OPINION / VIEWPOINT
Don’t let potential for China-Australia cooperation slip through fingers
Published: Mar 15, 2023 08:52 PM
Former Australian diplomats John Lander (top left), Bruce Haigh (top right), Chen Hong (bottom-left), president of the Chinese Association of Australian Studies and director of the Australian Studies Centre at East China Normal University, discuss about China-Australia relations during Global Minds Roundtable on March 6.

Former Australian diplomats John Lander (top left), Bruce Haigh (top right), Chen Hong (bottom-left), president of the Chinese Association of Australian Studies and director of the Australian Studies Centre at East China Normal University, discuss about China-Australia relations during Global Minds Roundtable on March 6.

Editor's Note:

Just as years of freezing China-Australia ties have started to warm up with high-level talks and trade resuming and the current Australian government dialing down the volume of hawkish rhetoric, the Australian media are now beating the drums of war against China harder. Who is fanning the flames behind the scene? How did the bilateral relationship come to where it is today? And where are the relations heading? John Lander (Lander), former deputy ambassador to China, Bruce Haigh (Haigh), former Australian diplomat, and Chen Hong (Chen), president of the Chinese Association of Australian Studies, professor and director of Australian Studies Centre, East China Normal University, shared their views at Global Times' Global Minds Roundtable (GT). 


GT: 2017 was considered a watershed year for China-Australia relations. Why?  

Lander: 2017 was when then prime minister Malcolm Turnbull introduced the foreign interference laws, which were fairly clearly directed at supposed interference by China in Australia's political affairs. It was driven mainly by a change, I believe, in the US attitude toward China at that time.  

In 2011, president Barack Obama visited Australia and announced the "Pivot to Asia" in response to what the US is continually calling the "threat" from China. Since that time, the US has influenced, particularly Australian mainstream media, to drive a hostile attitude toward China, despite the Australian desire to continue to develop and expand our bilateral trade relationship, which has been beneficial to the Australian economy and to the prosperity of its people.  

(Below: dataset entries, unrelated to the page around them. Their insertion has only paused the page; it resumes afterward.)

/// Double-sided billboard pairs, repeated and spun by the plane settings.
/// The tangent space comes from the actual triangle geometry since the
/// billboard orientation is arbitrary.
fn emit_plane(
    entry: &BlockType,
    light: u32,
    rotation: Rotation,
    base: Point3<f32>,
    lod: u32,
    cell: [u32; 3],
    output: &mut MesherOutput,
) {
    let settings = &entry.plane;
    let visual = &settings.visual;
    let min = Vector3::from(visual.min_uv);
    let max = Vector3::from(visual.max_uv);
    let color = plane_vertex_color(visual, light);

    let scale = (1u32 << lod) as f32;
    let block_pos = base
        + vector![
            ((cell[0] << lod) as f32),
            ((cell[1] << lod) as f32),
            ((cell[2] << lod) as f32)
        ];

    // two coincident quads wound in opposite directions
    #[rustfmt::skip]
    let template: [(Vector3<f32>, Vector3<f32>); 8] = [
        (vector![-0.5, 0.0, 1.0], vector![min.x, min.y, min.z]),
        (vector![0.5, 0.0, 1.0], vector![max.x, min.y, min.z]),
        (vector![-0.5, 0.0, 0.0], vector![min.x, max.y, min.z]),
        (vector![0.5, 0.0, 0.0], vector![max.x, max.y, min.z]),
        (vector![-0.5, 0.0, 1.0], vector![min.x, min.y, min.z]),
        (vector![0.5, 0.0, 1.0], vector![max.x, min.y, min.z]),
        (vector![-0.5, 0.0, 0.0], vector![min.x, max.y, min.z]),
        (vector![0.5, 0.0, 0.0], vector![max.x, max.y, min.z]),
    ];
    const QUAD_TRIANGLES: [[usize; 3]; 4] = [[2, 3, 0], [0, 3, 1], [6, 4, 7], [7, 4, 5]];

    let mut spin = settings.base_rotation;
    for _ in 0..settings.repeat_count {
        let spin_rotation =
            UnitQuaternion::from_euler_angles(0.0, 0.0, spin);

        let mut positions = [point![0.0f32, 0.0, 0.0]; 8];
        let mut uvs = [Vector3::zeros(); 8];
        for (index, (local, uv)) in template.iter().enumerate() {
            let mut p = spin_rotation * local;
            p.x *= settings.width;
            p.z *= settings.height;
            p.x += settings.offset_x + 0.5;
            p.y += settings.offset_y + 0.5;
            positions[index] = block_pos + rotate_local(rotation, p) * scale;
            uvs[index] = *uv;
        }

        let mut tangents = [Vector3::zeros(); 8];
        let mut binormals = [Vector3::zeros(); 8];
        let mut normals = [Vector3::zeros(); 8];
        for triangle in QUAD_TRIANGLES {
            let (tangent, binormal, normal) = tangent_space(
                [
                    positions[triangle[0]],
                    positions[triangle[1]],
                    positions[triangle[2]],
                ],
                [uvs[triangle[0]], uvs[triangle[1]], uvs[triangle[2]]],
            );
            for index in triangle {
                tangents[index] += tangent;
                binormals[index] += binormal;
                normals[index] += normal;
            }
        }

        let base_vertex = output.vertices.len() as u32;
        for index in 0..8 {
            let tangent = normalized_or_zero(tangents[index]);
            let binormal = normalized_or_zero(binormals[index]);
            let normal = normalized_or_zero(normals[index]);
            let handedness = if normal.cross(&tangent).dot(&binormal) >= 0.0 {
                1.0
            } else {
                -1.0
            };
            output.vertices.push(Vertex {
                position: positions[index],
                tex_coord: uvs[index],
                color,
                tangent: pack_unit_vector(tangent, handedness),
                normal: pack_unit_vector(normal, 0.0),
            });
        }
        for triangle in QUAD_TRIANGLES {
            output.triangles.push(Triangle {
                material_index: visual.material_index,
                indices: [
                    base_vertex + triangle[0] as u32,
                    base_vertex + triangle[1] as u32,
                    base_vertex + triangle[2] as u32,
                ],
            });
        }

        spin += settings.repeat_rotation;
    }
}

/// Mesh-shaped blocks contribute no triangles; they accumulate an instance
/// transform keyed by the palette mesh index.
fn emit_mesh_instance(
    entry: &BlockType,
    rotation: Rotation,
    base: Point3<f32>,
    lod: u32,
    cell: [u32; 3],
    output: &mut MesherOutput,
) {
    let scale = (1u32 << lod) as f32;
    let translation = base
        + vector![
            ((cell[0] << lod) as f32),
            ((cell[1] << lod) as f32),
            ((cell[2] << lod) as f32)
        ]
        + vector![0.5, 0.5, 0.0] * scale;

    let transform = Matrix4::new_translation(&translation.coords)
        * Matrix4::new_rotation(Vector3::z() * rotation.angle())
        * Matrix4::new_scaling(entry.mesh.scale * scale);

    let mesh_index = entry.mesh.mesh_index;
    let instances = match output
        .instances
        .iter_mut()
        .find(|instances| instances.mesh_index == mesh_index)
    {
        Some(instances) => instances,
        None => {
            output.instances.push(MeshInstances {
                mesh_index,
                transforms: Vec::new(),
            });
            output.instances.last_mut().expect("just pushed")
        }
    };
    instances.transforms.push(transform);
}

fn emit_light(
    entry: &BlockType,
    base: Point3<f32>,
    lod: u32,
    cell: [u32; 3],
    output: &mut MesherOutput,
) {
    let settings = &entry.point_light;
    let scale = (1u32 << lod) as f32;
    let position = base
        + vector![
            ((cell[0] << lod) as f32),
            ((cell[1] << lod) as f32),
            ((cell[2] << lod) as f32)
        ]
        + (vector![0.5, 0.5, 0.0] + Vector3::from(settings.offset)) * scale;

    let range = settings.range * scale;
    output.lights.push(PointLight {
        position,
        range,
        inverse_range: 1.0 / range,
        color: vector![
            settings.color[0] as f32 / 255.0,
            settings.color[1] as f32 / 255.0,
            settings.color[2] as f32 / 255.0
        ] * settings.brightness,
        falloff: settings.falloff,
        is_static: false,
    });
}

I characterize the relationship, since then, as dichotomous or paradoxical, it basically boils down to Australia insisting that we must eventually go to war against China in order to protect our trade with China, which is an obvious absurdity. 

Haigh: This is a complex question which goes to the heart of Australian politics. We have an alliance and arrangement with US, which is immature, and which makes us psychologically, emotionally and intellectually depend upon the US. 

It's really strange for Australia to agree with the US that China is our potential enemy when it's also our biggest trading partner. There're factors that are feeding into this: the Murdoch press in Australia, the collapse of what we call the mainstream media, the move to the right by other outlets, what you might call more liberal outlets such as the ABC. It's been a concerted move. 

Chen: Indeed, everything started from Canberra in 2017. And 2017 was the year Donald trump took office. The Trump administration had been pushing forward the Indo-Pacific Strategy with the unveiled aim to deter and impede China's peaceful development. We regret to see that Australia had been tailing behind Washington to act as an eager pioneer of the US' anti-China strategy. 


GT: Australian media are constantly hinting a war with China. For example, Sky News Australia, owned by Rupert Murdoch, released a special episode "Are we ready for war?" in February. Which force exactly is fanning the flame?

Lander: Rupert Murdoch represents one of the great pillars of the Western and particularly US capitalism. He is a right-wing capitalist. He is now a US citizen. And he's very much tied up with the permanent establishment in Washington that rotates from one administration to another, which has been driving the US military policy for many years. 

Chen: According to my observation, there's a kind of so-called modus operandi for the Cold War warriors, scare-mongers, when they try to push for some particular anti-China acts or policies. 

ASPI has become almost the only cited source to comment on affairs related to China in the Australian media sphere. The media and some so-called experts work together in concerted efforts to mislead the public. Then there would be a poll for public opinion. Very naturally with the misinformation, the public opinion will be very negative. Then they would cite the poll results and say: See? The Australian public has a negative opinion about China. And with that, they will then push for changes to the policies or some new policies which would be very hostile [to China]. 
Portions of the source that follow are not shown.